We present two pediatric patients, one with Pierre Robin syndrome and one with temporomandibular joint ankylosis with limited mouth opening. They had historical and physical evidence of airway obstruction, difficult feeding, and sleep disturbance. They were scheduled for oromaxillofacial surgery. In each case, two different-sized fiberoptic bronchoscopes were used for nasotracheal intubation. After loss of consciousness following an IV injection of ketamine or inhalation of sevoflurane while maintaining spontaneous respiration, 10% lidocaine was sprayed into one nostril.
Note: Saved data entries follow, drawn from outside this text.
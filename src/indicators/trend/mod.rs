//! Trend indicators: Range Filter

pub mod range_filter;

pub use range_filter::*;
//! One analysis cycle across all configured symbols.
//!
//! Each symbol runs independently: fetch candles, analyze, persist the
//! annotated series, then decide on the closed candle. A failure for one
//! symbol is logged and never affects the others, and a failed symbol never
//! emits a signal.

use std::sync::Arc;
use std::time::Instant;

use futures_util::future::join_all;
use thiserror::Error;
use tokio::sync::Mutex;
use tracing::{debug, error, info, warn};

use crate::config::Config;
use crate::db::{AnalysisDatabase, SignalFileStore, StoreError};
use crate::indicators::IndicatorError;
use crate::metrics::Metrics;
use crate::models::{RangeFilterConfig, Signal, SignalRecord, SignalSide};
use crate::services::market_data::{MarketDataError, MarketDataProvider};
use crate::signals::{
    generate_signal_id, next_emission, SignalEngine, SignalKey, SignalLedger, MIN_CANDLES,
};

#[derive(Debug, Clone)]
pub struct RuntimeConfig {
    pub symbols: Vec<String>,
    pub resolution_minutes: u32,
    pub candle_count: usize,
    pub range_filter: RangeFilterConfig,
}

impl Default for RuntimeConfig {
    fn default() -> Self {
        Self::from(&Config::default())
    }
}

impl From<&Config> for RuntimeConfig {
    fn from(config: &Config) -> Self {
        Self {
            symbols: config.symbols.clone(),
            resolution_minutes: config.resolution_minutes,
            candle_count: config.candle_count,
            range_filter: config.range_filter.clone(),
        }
    }
}

#[derive(Debug, Error)]
pub enum RuntimeError {
    #[error(transparent)]
    MarketData(#[from] MarketDataError),

    #[error(transparent)]
    Indicator(#[from] IndicatorError),

    #[error(transparent)]
    Store(#[from] StoreError),
}

/// What happened to one symbol in a cycle.
#[derive(Debug, Clone, PartialEq)]
pub enum SymbolOutcome {
    /// A new side was written.
    Emitted(SignalRecord),
    /// Analysis ran; the closed candle carried this label but nothing new was emitted.
    Unchanged(Signal),
    /// Too few candles to trust the analysis.
    Skipped { candles: usize },
    Failed(String),
}

#[derive(Debug, Clone, Default)]
pub struct CycleReport {
    pub outcomes: Vec<(String, SymbolOutcome)>,
}

impl CycleReport {
    pub fn outcome(&self, symbol: &str) -> Option<&SymbolOutcome> {
        self.outcomes
            .iter()
            .find(|(s, _)| s == symbol)
            .map(|(_, o)| o)
    }

    pub fn emitted(&self) -> impl Iterator<Item = &SignalRecord> {
        self.outcomes.iter().filter_map(|(_, o)| match o {
            SymbolOutcome::Emitted(r) => Some(r),
            _ => None,
        })
    }
}

pub struct AnalysisRuntime {
    config: RuntimeConfig,
    provider: Arc<dyn MarketDataProvider>,
    signal_store: Arc<SignalFileStore>,
    database: Option<Arc<AnalysisDatabase>>,
    metrics: Option<Arc<Metrics>>,
    ledger: Mutex<SignalLedger>,
}

impl AnalysisRuntime {
    pub fn new(
        config: RuntimeConfig,
        provider: Arc<dyn MarketDataProvider>,
        signal_store: Arc<SignalFileStore>,
    ) -> Self {
        Self {
            config,
            provider,
            signal_store,
            database: None,
            metrics: None,
            ledger: Mutex::new(SignalLedger::new()),
        }
    }

    pub fn with_database(mut self, database: Arc<AnalysisDatabase>) -> Self {
        self.database = Some(database);
        self
    }

    pub fn with_metrics(mut self, metrics: Arc<Metrics>) -> Self {
        self.metrics = Some(metrics);
        self
    }

    pub fn config(&self) -> &RuntimeConfig {
        &self.config
    }

    /// Side last emitted for `symbol` at the configured resolution.
    pub async fn last_emitted(&self, symbol: &str) -> Option<SignalSide> {
        let key = SignalKey::new(symbol, self.config.resolution_minutes);
        self.ledger.lock().await.last(&key)
    }

    /// Analyze every symbol concurrently.
    pub async fn run_cycle(&self) -> CycleReport {
        let start = Instant::now();
        info!(
            symbols = self.config.symbols.len(),
            "===== Starting new analysis cycle at {} =====",
            chrono::Utc::now().format("%Y-%m-%d %H:%M:%S")
        );

        let outcomes = join_all(self.config.symbols.iter().map(|symbol| async move {
            let outcome = match self.analyze_symbol(symbol).await {
                Ok(outcome) => outcome,
                Err(e) => {
                    error!(symbol = %symbol, error = %e, "Analysis failed for {}", symbol);
                    if let Some(ref metrics) = self.metrics {
                        metrics.analysis_failures_total.inc();
                    }
                    SymbolOutcome::Failed(e.to_string())
                }
            };
            (symbol.clone(), outcome)
        }))
        .await;

        if let Some(ref metrics) = self.metrics {
            metrics.analysis_cycles_total.inc();
            metrics
                .analysis_duration_seconds
                .observe(start.elapsed().as_secs_f64());
        }

        CycleReport { outcomes }
    }

    async fn analyze_symbol(&self, symbol: &str) -> Result<SymbolOutcome, RuntimeError> {
        let resolution = self.config.resolution_minutes;
        let candles = self
            .provider
            .get_candles(symbol, resolution, self.config.candle_count)
            .await?;

        if candles.len() < MIN_CANDLES {
            warn!(
                symbol = %symbol,
                count = candles.len(),
                min = MIN_CANDLES,
                "Not enough candles for {} ({} < {}), skipping",
                symbol,
                candles.len(),
                MIN_CANDLES
            );
            return Ok(SymbolOutcome::Skipped {
                candles: candles.len(),
            });
        }

        let series = SignalEngine::analyze(&candles, &self.config.range_filter)?;

        if let Some(ref db) = self.database {
            if let Err(e) = db.replace_analysis(symbol, resolution, series.rows()).await {
                error!(symbol = %symbol, error = %e, "Error saving analysis to database");
            }
        }

        let closed = series.closed_candle().ok_or_else(|| {
            IndicatorError::InvariantViolation("analyzed series has no closed candle".to_string())
        })?;
        info!(
            symbol = %symbol,
            signal = %closed.signal,
            "Analysis for {}: the closed candle at {} shows signal: {}",
            symbol,
            closed.candle.timestamp.format("%H:%M"),
            closed.signal
        );

        let key = SignalKey::new(symbol, resolution);
        let previous = self.ledger.lock().await.last(&key);
        let Some(side) = next_emission(previous, closed.signal) else {
            debug!(symbol = %symbol, previous = ?previous, "No new signal for {}", symbol);
            return Ok(SymbolOutcome::Unchanged(closed.signal));
        };

        let record = SignalRecord::new(
            generate_signal_id(),
            symbol,
            side,
            closed.candle.close,
            closed.candle.timestamp,
        );
        self.signal_store.upsert(record.clone()).await?;

        if let Some(ref db) = self.database {
            if let Err(e) = db.store_signal(&record, resolution).await {
                error!(symbol = %symbol, error = %e, "Error saving signal to database");
            }
        }

        self.ledger.lock().await.record(key, side);
        if let Some(ref metrics) = self.metrics {
            metrics.signals_emitted_total.inc();
        }

        info!(
            symbol = %symbol,
            side = %side,
            price = record.entry_price,
            signal_id = %record.signal_id,
            "Emitted {} signal for {} at {}",
            side,
            symbol,
            record.entry_price
        );
        Ok(SymbolOutcome::Emitted(record))
    }
}
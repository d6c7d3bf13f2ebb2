//! Signal derivation from the range filter.

pub mod dedup;
pub mod detector;
pub mod engine;
pub mod id;

pub use dedup::*;
pub use detector::*;
pub use engine::*;
pub use id::generate_signal_id;
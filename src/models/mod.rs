//! Shared data models spanning the engine layers.

pub mod candle;
pub mod range_filter;
pub mod signal;

pub use candle::Candle;
pub use range_filter::{Direction, FilterPoint, PriceSource, RangeFilterConfig, TrendState};
pub use signal::{AnalyzedCandle, Signal, SignalRecord, SignalSide};
use thiserror::Error;

#[derive(Error, Debug)]
pub enum RadarError {
    #[error("Validation error: {0}")]
    Validation(String),
}
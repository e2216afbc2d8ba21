// Test mocks for the news pipeline.
//
// - MockFetcher (NewsFetcher): fixed items, a fixed error, or a panic
// - MockCompletion (TextCompletion): fixed text or a fixed error, counts calls

use std::sync::atomic::{AtomicUsize, Ordering};
use std::time::Duration;

use ai_client::TextCompletion;
use anyhow::{anyhow, Result};
use async_trait::async_trait;
use chrono::Utc;

use radar_common::{NewsItem, NewsSource};

use crate::sources::NewsFetcher;

// ---------------------------------------------------------------------------
// MockFetcher
// ---------------------------------------------------------------------------

enum FetchBehavior {
    Items(Vec<NewsItem>),
    Fail(String),
    Panic(String),
}

pub struct MockFetcher {
    source: NewsSource,
    behavior: FetchBehavior,
    delay: Option<Duration>,
    calls: AtomicUsize,
}

impl MockFetcher {
    fn with_behavior(source: NewsSource, behavior: FetchBehavior) -> Self {
        Self {
            source,
            behavior,
            delay: None,
            calls: AtomicUsize::new(0),
        }
    }

    pub fn items(source: NewsSource, items: Vec<NewsItem>) -> Self {
        Self::with_behavior(source, FetchBehavior::Items(items))
    }

    /// Items built from `(title, url)` pairs, stamped with `source`.
    pub fn titles(source: NewsSource, pairs: &[(&str, &str)]) -> Self {
        let items = pairs
            .iter()
            .map(|(title, url)| news_item(source, title, url))
            .collect();
        Self::items(source, items)
    }

    pub fn failing(source: NewsSource, message: &str) -> Self {
        Self::with_behavior(source, FetchBehavior::Fail(message.to_string()))
    }

    pub fn panicking(source: NewsSource, message: &str) -> Self {
        Self::with_behavior(source, FetchBehavior::Panic(message.to_string()))
    }

    /// Sleep before answering (tokio time, so paused clocks apply).
    pub fn with_delay(mut self, delay: Duration) -> Self {
        self.delay = Some(delay);
        self
    }

    pub fn calls(&self) -> usize {
        self.calls.load(Ordering::SeqCst)
    }
}

#[async_trait]
impl NewsFetcher for MockFetcher {
    fn source(&self) -> NewsSource {
        self.source
    }

    async fn fetch(&self) -> Result<Vec<NewsItem>> {
        self.calls.fetch_add(1, Ordering::SeqCst);
        if let Some(delay) = self.delay {
            tokio::time::sleep(delay).await;
        }
        match &self.behavior {
            FetchBehavior::Items(items) => Ok(items.clone()),
            FetchBehavior::Fail(message) => Err(anyhow!("MockFetcher: {message}")),
            FetchBehavior::Panic(message) => panic!("MockFetcher: {message}"),
        }
    }
}

pub fn news_item(source: NewsSource, title: &str, url: &str) -> NewsItem {
    NewsItem {
        title: title.to_string(),
        url: url.to_string(),
        source,
        created_at: Utc::now(),
    }
}

// ---------------------------------------------------------------------------
// MockCompletion
// ---------------------------------------------------------------------------

pub struct MockCompletion {
    model: String,
    reply: std::result::Result<String, String>,
    calls: AtomicUsize,
}

impl MockCompletion {
    pub fn replying(model: &str, text: &str) -> Self {
        Self {
            model: model.to_string(),
            reply: Ok(text.to_string()),
            calls: AtomicUsize::new(0),
        }
    }

    pub fn failing(model: &str, message: &str) -> Self {
        Self {
            model: model.to_string(),
            reply: Err(message.to_string()),
            calls: AtomicUsize::new(0),
        }
    }

    pub fn calls(&self) -> usize {
        self.calls.load(Ordering::SeqCst)
    }
}

#[async_trait]
impl TextCompletion for MockCompletion {
    fn model(&self) -> &str {
        &self.model
    }

    async fn complete(&self, _prompt: &str) -> Result<String> {
        self.calls.fetch_add(1, Ordering::SeqCst);
        self.reply
            .clone()
            .map_err(|message| anyhow!("MockCompletion({}): {message}", self.model))
    }
}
Following insertion of a 60 cm Olympus LF-2 fiberoptic bronchoscope (OD: 3.8 mm) through the same nostril without tube placement, the vocal cords were visualized and topical anesthesia of the larynx was achieved by spraying 2% lidocaine through the biopsy channel. Thirty seconds later, the bronchoscope was passed into the trachea and 2% lidocaine was sprayed intratracheally. Then, the bronchoscope was withdrawn. An endotracheal tube was advanced through the same nostril and positioned in the nasopharynx and the ultrathin fiberoptic bronchoscope (OD: 2.2 mm) was threaded through the tube. There was neither a cough nor laryngeal spasm during advancement of the tube into the trachea. Extubation was performed without compromise in the operating room. The patients were discharged uneventfully.